Extracted information
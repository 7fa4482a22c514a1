use crate::constants::{DATA_FIELD, EVENT_FIELD};
use crate::decode::decode_data;
use crate::event::ParsedEvent;

#[derive(Default)]
struct SubEvent {
    name: Option<String>,
    data: Option<String>,
}

impl SubEvent {
    fn is_empty(&self) -> bool {
        self.name.is_none() && self.data.is_none()
    }

    fn push_data(&mut self, value: &str) {
        match &mut self.data {
            Some(buffer) => {
                buffer.push('\n');
                buffer.push_str(value);
            }
            None => self.data = Some(value.to_string()),
        }
    }

    fn finish(self) -> ParsedEvent {
        ParsedEvent {
            event: self.name,
            data: self.data.as_deref().map(decode_data),
        }
    }
}

/// Parses one complete frame into events.
///
/// An `event:` line opens a new sub-event once data has been collected for the
/// previous one, so a frame normally yields exactly one event and yields more
/// only when it names several. A frame carrying neither field (comments, `id:`
/// or `retry:` only) still yields a single empty event. Never fails.
pub fn parse_frame(frame: &str) -> Vec<ParsedEvent> {
    let mut events = Vec::new();
    let mut current = SubEvent::default();

    for line in frame.lines() {
        if let Some(value) = line.strip_prefix(EVENT_FIELD) {
            if current.data.is_some() {
                events.push(std::mem::take(&mut current).finish());
            }
            current.name = Some(value.trim().to_string());
        } else if let Some(value) = line.strip_prefix(DATA_FIELD) {
            let value = value.strip_prefix(' ').unwrap_or(value);
            current.push_data(value);
        }
    }

    if !current.is_empty() || events.is_empty() {
        events.push(current.finish());
    }
    events
}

What is being asked
Without omission, return all of the records exactly as given.

Solution
repository 7fa4482a22c514a1
use crate::constants::{DATA_FIELD, EVENT_FIELD};
use crate::decode::decode_data;
use crate::event::ParsedEvent;

#[derive(Default)]
struct SubEvent {
    name: Option<String>,
    data: Option<String>,
}

impl SubEvent {
    fn is_empty(&self) -> bool {
        self.name.is_none() && self.data.is_none()
    }

    fn push_data(&mut self, value: &str) {
        match &mut self.data {
            Some(buffer) => {
                buffer.push('\n');
                buffer.push_str(value);
            }
            None => self.data = Some(value.to_string()),
        }
    }

    fn finish(self) -> ParsedEvent {
        ParsedEvent {
            event: self.name,
            data: self.data.as_deref().map(decode_data),
        }
    }
}

/// Parses one complete frame into events.
///
/// An `event:` line opens a new sub-event once data has been collected for the
/// previous one, so a frame normally yields exactly one event and yields more
/// only when it names several. A frame carrying neither field (comments, `id:`
/// or `retry:` only) still yields a single empty event. Never fails.
pub fn parse_frame(frame: &str) -> Vec<ParsedEvent> {
    let mut events = Vec::new();
    let mut current = SubEvent::default();

    for line in frame.lines() {
        if let Some(value) = line.strip_prefix(EVENT_FIELD) {
            if current.data.is_some() {
                events.push(std::mem::take(&mut current).finish());
            }
            current.name = Some(value.trim().to_string());
        } else if let Some(value) = line.strip_prefix(DATA_FIELD) {
            let value = value.strip_prefix(' ').unwrap_or(value);
            current.push_data(value);
        }
    }

    if !current.is_empty() || events.is_empty() {
        events.push(current.finish());
    }
    events
}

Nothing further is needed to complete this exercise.